* [Aim of the exercise] Exactly as they stand, set down all of the records again.

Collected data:
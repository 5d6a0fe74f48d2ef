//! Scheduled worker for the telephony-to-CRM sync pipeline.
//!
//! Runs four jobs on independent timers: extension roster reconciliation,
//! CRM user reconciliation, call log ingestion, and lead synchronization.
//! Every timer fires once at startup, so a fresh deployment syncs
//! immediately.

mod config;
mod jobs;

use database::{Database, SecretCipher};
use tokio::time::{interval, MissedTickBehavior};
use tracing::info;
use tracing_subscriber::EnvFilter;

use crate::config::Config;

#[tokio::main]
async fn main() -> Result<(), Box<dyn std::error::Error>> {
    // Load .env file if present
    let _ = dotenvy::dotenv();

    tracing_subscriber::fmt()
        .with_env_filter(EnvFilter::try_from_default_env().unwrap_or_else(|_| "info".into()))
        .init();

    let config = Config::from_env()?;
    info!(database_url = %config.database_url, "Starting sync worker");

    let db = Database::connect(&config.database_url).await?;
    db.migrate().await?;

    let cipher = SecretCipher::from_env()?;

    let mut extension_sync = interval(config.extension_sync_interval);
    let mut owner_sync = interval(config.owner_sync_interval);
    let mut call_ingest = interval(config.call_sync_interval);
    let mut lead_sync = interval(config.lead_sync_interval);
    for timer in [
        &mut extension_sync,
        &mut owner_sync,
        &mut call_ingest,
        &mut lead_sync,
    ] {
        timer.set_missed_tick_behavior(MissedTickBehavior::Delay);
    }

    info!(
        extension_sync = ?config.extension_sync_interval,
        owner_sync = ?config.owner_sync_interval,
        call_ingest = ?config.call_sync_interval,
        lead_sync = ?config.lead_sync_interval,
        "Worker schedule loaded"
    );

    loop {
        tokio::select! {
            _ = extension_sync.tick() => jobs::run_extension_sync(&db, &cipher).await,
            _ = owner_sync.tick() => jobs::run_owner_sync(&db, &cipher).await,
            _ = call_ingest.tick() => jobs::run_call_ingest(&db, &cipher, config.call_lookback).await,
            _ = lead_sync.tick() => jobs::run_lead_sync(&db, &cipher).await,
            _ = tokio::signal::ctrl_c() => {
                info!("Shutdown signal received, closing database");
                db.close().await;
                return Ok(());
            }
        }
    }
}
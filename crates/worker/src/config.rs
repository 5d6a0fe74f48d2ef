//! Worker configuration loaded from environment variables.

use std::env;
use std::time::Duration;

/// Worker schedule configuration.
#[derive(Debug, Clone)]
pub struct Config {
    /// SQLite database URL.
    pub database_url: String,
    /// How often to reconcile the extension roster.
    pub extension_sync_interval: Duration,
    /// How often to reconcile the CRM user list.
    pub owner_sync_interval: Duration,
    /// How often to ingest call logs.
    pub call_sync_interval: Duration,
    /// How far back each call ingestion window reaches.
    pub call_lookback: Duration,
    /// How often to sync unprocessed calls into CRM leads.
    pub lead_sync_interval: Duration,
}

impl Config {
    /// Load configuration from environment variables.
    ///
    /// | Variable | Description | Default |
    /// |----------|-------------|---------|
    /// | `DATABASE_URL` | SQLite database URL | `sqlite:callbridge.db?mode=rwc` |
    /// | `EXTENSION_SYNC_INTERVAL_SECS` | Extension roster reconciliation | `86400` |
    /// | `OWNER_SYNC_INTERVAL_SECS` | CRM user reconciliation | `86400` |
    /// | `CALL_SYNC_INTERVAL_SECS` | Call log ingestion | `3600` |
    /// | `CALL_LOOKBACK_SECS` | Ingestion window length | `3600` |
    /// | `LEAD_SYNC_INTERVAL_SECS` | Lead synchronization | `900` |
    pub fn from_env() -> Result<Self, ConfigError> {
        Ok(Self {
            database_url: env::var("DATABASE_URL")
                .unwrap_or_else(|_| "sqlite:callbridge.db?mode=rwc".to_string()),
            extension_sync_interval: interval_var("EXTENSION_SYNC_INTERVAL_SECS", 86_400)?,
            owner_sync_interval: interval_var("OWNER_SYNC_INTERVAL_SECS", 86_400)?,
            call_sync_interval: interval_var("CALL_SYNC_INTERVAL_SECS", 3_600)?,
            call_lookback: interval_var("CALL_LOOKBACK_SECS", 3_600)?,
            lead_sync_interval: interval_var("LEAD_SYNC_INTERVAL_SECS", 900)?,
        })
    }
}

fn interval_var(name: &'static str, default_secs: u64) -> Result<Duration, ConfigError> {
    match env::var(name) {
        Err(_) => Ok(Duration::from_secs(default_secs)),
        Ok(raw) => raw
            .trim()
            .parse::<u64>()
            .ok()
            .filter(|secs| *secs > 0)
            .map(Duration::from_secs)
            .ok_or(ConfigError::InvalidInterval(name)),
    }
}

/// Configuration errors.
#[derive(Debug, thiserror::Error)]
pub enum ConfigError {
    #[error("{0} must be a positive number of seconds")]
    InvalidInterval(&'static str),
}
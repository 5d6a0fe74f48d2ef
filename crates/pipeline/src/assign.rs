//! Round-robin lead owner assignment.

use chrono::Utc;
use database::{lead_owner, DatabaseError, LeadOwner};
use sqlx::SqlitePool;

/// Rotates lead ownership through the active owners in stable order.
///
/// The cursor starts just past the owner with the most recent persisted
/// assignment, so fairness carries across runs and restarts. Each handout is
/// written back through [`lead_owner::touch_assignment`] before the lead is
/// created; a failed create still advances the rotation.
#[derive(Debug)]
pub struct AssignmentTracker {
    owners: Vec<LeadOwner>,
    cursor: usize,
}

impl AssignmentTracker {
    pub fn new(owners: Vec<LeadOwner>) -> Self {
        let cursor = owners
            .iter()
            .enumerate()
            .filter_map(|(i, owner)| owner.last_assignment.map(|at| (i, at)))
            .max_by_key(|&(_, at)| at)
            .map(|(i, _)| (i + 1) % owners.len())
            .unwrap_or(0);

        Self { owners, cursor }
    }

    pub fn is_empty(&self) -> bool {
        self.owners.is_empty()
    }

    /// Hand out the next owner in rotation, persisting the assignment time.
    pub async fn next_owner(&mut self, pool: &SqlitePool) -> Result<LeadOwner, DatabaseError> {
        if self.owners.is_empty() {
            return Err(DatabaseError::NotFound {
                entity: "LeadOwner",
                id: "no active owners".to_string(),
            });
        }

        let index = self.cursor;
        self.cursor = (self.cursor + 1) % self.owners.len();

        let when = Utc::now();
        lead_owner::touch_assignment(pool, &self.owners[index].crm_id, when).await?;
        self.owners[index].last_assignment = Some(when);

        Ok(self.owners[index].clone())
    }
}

* [Response for this exercise]
repository 5d6a0fe74f48d2ef
//! Scheduled worker for the telephony-to-CRM sync pipeline.
//!
//! Runs four jobs on independent timers: extension roster reconciliation,
//! CRM user reconciliation, call log ingestion, and lead synchronization.
//! Every timer fires once at startup, so a fresh deployment syncs
//! immediately.

mod config;
mod jobs;

use database::{Database, SecretCipher};
use tokio::time::{interval, MissedTickBehavior};
use tracing::info;
use tracing_subscriber::EnvFilter;

use crate::config::Config;

#[tokio::main]
async fn main() -> Result<(), Box<dyn std::error::Error>> {
    // Load .env file if present
    let _ = dotenvy::dotenv();

    tracing_subscriber::fmt()
        .with_env_filter(EnvFilter::try_from_default_env().unwrap_or_else(|_| "info".into()))
        .init();

    let config = Config::from_env()?;
    info!(database_url = %config.database_url, "Starting sync worker");

    let db = Database::connect(&config.database_url).await?;
    db.migrate().await?;

    let cipher = SecretCipher::from_env()?;

    let mut extension_sync = interval(config.extension_sync_interval);
    let mut owner_sync = interval(config.owner_sync_interval);
    let mut call_ingest = interval(config.call_sync_interval);
    let mut lead_sync = interval(config.lead_sync_interval);
    for timer in [
        &mut extension_sync,
        &mut owner_sync,
        &mut call_ingest,
        &mut lead_sync,
    ] {
        timer.set_missed_tick_behavior(MissedTickBehavior::Delay);
    }

    info!(
        extension_sync = ?config.extension_sync_interval,
        owner_sync = ?config.owner_sync_interval,
        call_ingest = ?config.call_sync_interval,
        lead_sync = ?config.lead_sync_interval,
        "Worker schedule loaded"
    );

    loop {
        tokio::select! {
            _ = extension_sync.tick() => jobs::run_extension_sync(&db, &cipher).await,
            _ = owner_sync.tick() => jobs::run_owner_sync(&db, &cipher).await,
            _ = call_ingest.tick() => jobs::run_call_ingest(&db, &cipher, config.call_lookback).await,
            _ = lead_sync.tick() => jobs::run_lead_sync(&db, &cipher).await,
            _ = tokio::signal::ctrl_c() => {
                info!("Shutdown signal received, closing database");
                db.close().await;
                return Ok(());
            }
        }
    }
}
filename crates/worker/src/config.rs
repository 5d6a0fe74f48d2ef
//! Worker configuration loaded from environment variables.

use std::env;
use std::time::Duration;

/// Worker schedule configuration.
#[derive(Debug, Clone)]
pub struct Config {
    /// SQLite database URL.
    pub database_url: String,
    /// How often to reconcile the extension roster.
    pub extension_sync_interval: Duration,
    /// How often to reconcile the CRM user list.
    pub owner_sync_interval: Duration,
    /// How often to ingest call logs.
    pub call_sync_interval: Duration,
    /// How far back each call ingestion window reaches.
    pub call_lookback: Duration,
    /// How often to sync unprocessed calls into CRM leads.
    pub lead_sync_interval: Duration,
}

impl Config {
    /// Load configuration from environment variables.
    ///
    /// | Variable | Description | Default |
    /// |----------|-------------|---------|
    /// | `DATABASE_URL` | SQLite database URL | `sqlite:callbridge.db?mode=rwc` |
    /// | `EXTENSION_SYNC_INTERVAL_SECS` | Extension roster reconciliation | `86400` |
    /// | `OWNER_SYNC_INTERVAL_SECS` | CRM user reconciliation | `86400` |
    /// | `CALL_SYNC_INTERVAL_SECS` | Call log ingestion | `3600` |
    /// | `CALL_LOOKBACK_SECS` | Ingestion window length | `3600` |
    /// | `LEAD_SYNC_INTERVAL_SECS` | Lead synchronization | `900` |
    pub fn from_env() -> Result<Self, ConfigError> {
        Ok(Self {
            database_url: env::var("DATABASE_URL")
                .unwrap_or_else(|_| "sqlite:callbridge.db?mode=rwc".to_string()),
            extension_sync_interval: interval_var("EXTENSION_SYNC_INTERVAL_SECS", 86_400)?,
            owner_sync_interval: interval_var("OWNER_SYNC_INTERVAL_SECS", 86_400)?,
            call_sync_interval: interval_var("CALL_SYNC_INTERVAL_SECS", 3_600)?,
            call_lookback: interval_var("CALL_LOOKBACK_SECS", 3_600)?,
            lead_sync_interval: interval_var("LEAD_SYNC_INTERVAL_SECS", 900)?,
        })
    }
}

fn interval_var(name: &'static str, default_secs: u64) -> Result<Duration, ConfigError> {
    match env::var(name) {
        Err(_) => Ok(Duration::from_secs(default_secs)),
        Ok(raw) => raw
            .trim()
            .parse::<u64>()
            .ok()
            .filter(|secs| *secs > 0)
            .map(Duration::from_secs)
            .ok_or(ConfigError::InvalidInterval(name)),
    }
}

/// Configuration errors.
#[derive(Debug, thiserror::Error)]
pub enum ConfigError {
    #[error("{0} must be a positive number of seconds")]
    InvalidInterval(&'static str),
}
repository 5d6a0fe74f48d2ef
filename crates/pipeline/src/assign.rs
//! Round-robin lead owner assignment.

use chrono::Utc;
use database::{lead_owner, DatabaseError, LeadOwner};
use sqlx::SqlitePool;

/// Rotates lead ownership through the active owners in stable order.
///
/// The cursor starts just past the owner with the most recent persisted
/// assignment, so fairness carries across runs and restarts. Each handout is
/// written back through [`lead_owner::touch_assignment`] before the lead is
/// created; a failed create still advances the rotation.
#[derive(Debug)]
pub struct AssignmentTracker {
    owners: Vec<LeadOwner>,
    cursor: usize,
}

impl AssignmentTracker {
    pub fn new(owners: Vec<LeadOwner>) -> Self {
        let cursor = owners
            .iter()
            .enumerate()
            .filter_map(|(i, owner)| owner.last_assignment.map(|at| (i, at)))
            .max_by_key(|&(_, at)| at)
            .map(|(i, _)| (i + 1) % owners.len())
            .unwrap_or(0);

        Self { owners, cursor }
    }

    pub fn is_empty(&self) -> bool {
        self.owners.is_empty()
    }

    /// Hand out the next owner in rotation, persisting the assignment time.
    pub async fn next_owner(&mut self, pool: &SqlitePool) -> Result<LeadOwner, DatabaseError> {
        if self.owners.is_empty() {
            return Err(DatabaseError::NotFound {
                entity: "LeadOwner",
                id: "no active owners".to_string(),
            });
        }

        let index = self.cursor;
        self.cursor = (self.cursor + 1) % self.owners.len();

        let when = Utc::now();
        lead_owner::touch_assignment(pool, &self.owners[index].crm_id, when).await?;
        self.owners[index].last_assignment = Some(when);

        Ok(self.owners[index].clone())
    }
}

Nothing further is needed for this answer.